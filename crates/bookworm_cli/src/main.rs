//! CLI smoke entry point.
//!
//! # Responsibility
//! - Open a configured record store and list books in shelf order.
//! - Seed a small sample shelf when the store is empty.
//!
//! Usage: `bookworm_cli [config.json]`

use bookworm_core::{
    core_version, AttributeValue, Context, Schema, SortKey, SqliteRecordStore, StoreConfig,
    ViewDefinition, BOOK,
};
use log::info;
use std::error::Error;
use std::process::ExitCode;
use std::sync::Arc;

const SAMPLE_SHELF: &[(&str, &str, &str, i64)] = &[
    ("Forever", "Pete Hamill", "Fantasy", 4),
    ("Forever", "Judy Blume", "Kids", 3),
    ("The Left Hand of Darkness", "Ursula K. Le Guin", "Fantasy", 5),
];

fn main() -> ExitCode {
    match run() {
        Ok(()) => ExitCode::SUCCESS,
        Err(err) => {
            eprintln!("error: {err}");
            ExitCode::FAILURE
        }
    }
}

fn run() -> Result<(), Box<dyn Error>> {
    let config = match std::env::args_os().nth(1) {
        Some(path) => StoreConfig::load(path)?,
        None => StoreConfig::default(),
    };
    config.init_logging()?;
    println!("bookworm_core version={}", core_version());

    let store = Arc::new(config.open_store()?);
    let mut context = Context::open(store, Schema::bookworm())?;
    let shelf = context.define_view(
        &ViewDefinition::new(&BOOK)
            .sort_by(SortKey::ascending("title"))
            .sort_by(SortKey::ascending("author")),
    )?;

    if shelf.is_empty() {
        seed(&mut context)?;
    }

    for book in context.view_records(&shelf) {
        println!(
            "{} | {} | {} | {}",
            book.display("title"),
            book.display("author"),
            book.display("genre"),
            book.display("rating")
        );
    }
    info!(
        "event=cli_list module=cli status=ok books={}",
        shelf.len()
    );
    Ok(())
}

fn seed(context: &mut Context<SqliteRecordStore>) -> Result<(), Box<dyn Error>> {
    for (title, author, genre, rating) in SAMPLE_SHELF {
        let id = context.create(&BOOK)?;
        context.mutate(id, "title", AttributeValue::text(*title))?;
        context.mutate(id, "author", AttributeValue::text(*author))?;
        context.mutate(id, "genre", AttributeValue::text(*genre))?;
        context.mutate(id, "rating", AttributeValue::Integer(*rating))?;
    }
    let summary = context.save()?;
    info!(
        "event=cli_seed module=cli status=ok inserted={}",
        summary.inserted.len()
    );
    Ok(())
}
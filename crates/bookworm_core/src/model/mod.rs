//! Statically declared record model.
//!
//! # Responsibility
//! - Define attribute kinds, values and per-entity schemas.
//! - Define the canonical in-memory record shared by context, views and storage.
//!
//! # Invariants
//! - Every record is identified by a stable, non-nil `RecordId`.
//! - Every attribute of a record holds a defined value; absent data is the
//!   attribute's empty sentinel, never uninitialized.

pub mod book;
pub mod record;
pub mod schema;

Activity: Reproduce all of the material verbatim.

Written solution:
filename crates/bookworm_cli/src/main.rs
//! CLI smoke entry point.
//!
//! # Responsibility
//! - Open a configured record store and list books in shelf order.
//! - Seed a small sample shelf when the store is empty.
//!
//! Usage: `bookworm_cli [config.json]`

use bookworm_core::{
    core_version, AttributeValue, Context, Schema, SortKey, SqliteRecordStore, StoreConfig,
    ViewDefinition, BOOK,
};
use log::info;
use std::error::Error;
use std::process::ExitCode;
use std::sync::Arc;

const SAMPLE_SHELF: &[(&str, &str, &str, i64)] = &[
    ("Forever", "Pete Hamill", "Fantasy", 4),
    ("Forever", "Judy Blume", "Kids", 3),
    ("The Left Hand of Darkness", "Ursula K. Le Guin", "Fantasy", 5),
];

fn main() -> ExitCode {
    match run() {
        Ok(()) => ExitCode::SUCCESS,
        Err(err) => {
            eprintln!("error: {err}");
            ExitCode::FAILURE
        }
    }
}

fn run() -> Result<(), Box<dyn Error>> {
    let config = match std::env::args_os().nth(1) {
        Some(path) => StoreConfig::load(path)?,
        None => StoreConfig::default(),
    };
    config.init_logging()?;
    println!("bookworm_core version={}", core_version());

    let store = Arc::new(config.open_store()?);
    let mut context = Context::open(store, Schema::bookworm())?;
    let shelf = context.define_view(
        &ViewDefinition::new(&BOOK)
            .sort_by(SortKey::ascending("title"))
            .sort_by(SortKey::ascending("author")),
    )?;

    if shelf.is_empty() {
        seed(&mut context)?;
    }

    for book in context.view_records(&shelf) {
        println!(
            "{} | {} | {} | {}",
            book.display("title"),
            book.display("author"),
            book.display("genre"),
            book.display("rating")
        );
    }
    info!(
        "event=cli_list module=cli status=ok books={}",
        shelf.len()
    );
    Ok(())
}

fn seed(context: &mut Context<SqliteRecordStore>) -> Result<(), Box<dyn Error>> {
    for (title, author, genre, rating) in SAMPLE_SHELF {
        let id = context.create(&BOOK)?;
        context.mutate(id, "title", AttributeValue::text(*title))?;
        context.mutate(id, "author", AttributeValue::text(*author))?;
        context.mutate(id, "genre", AttributeValue::text(*genre))?;
        context.mutate(id, "rating", AttributeValue::Integer(*rating))?;
    }
    let summary = context.save()?;
    info!(
        "event=cli_seed module=cli status=ok inserted={}",
        summary.inserted.len()
    );
    Ok(())
}
filename crates/bookworm_core/src/model/mod.rs
//! Statically declared record model.
//!
//! # Responsibility
//! - Define attribute kinds, values and per-entity schemas.
//! - Define the canonical in-memory record shared by context, views and storage.
//!
//! # Invariants
//! - Every record is identified by a stable, non-nil `RecordId`.
//! - Every attribute of a record holds a defined value; absent data is the
//!   attribute's empty sentinel, never uninitialized.

pub mod book;
pub mod record;
pub mod schema;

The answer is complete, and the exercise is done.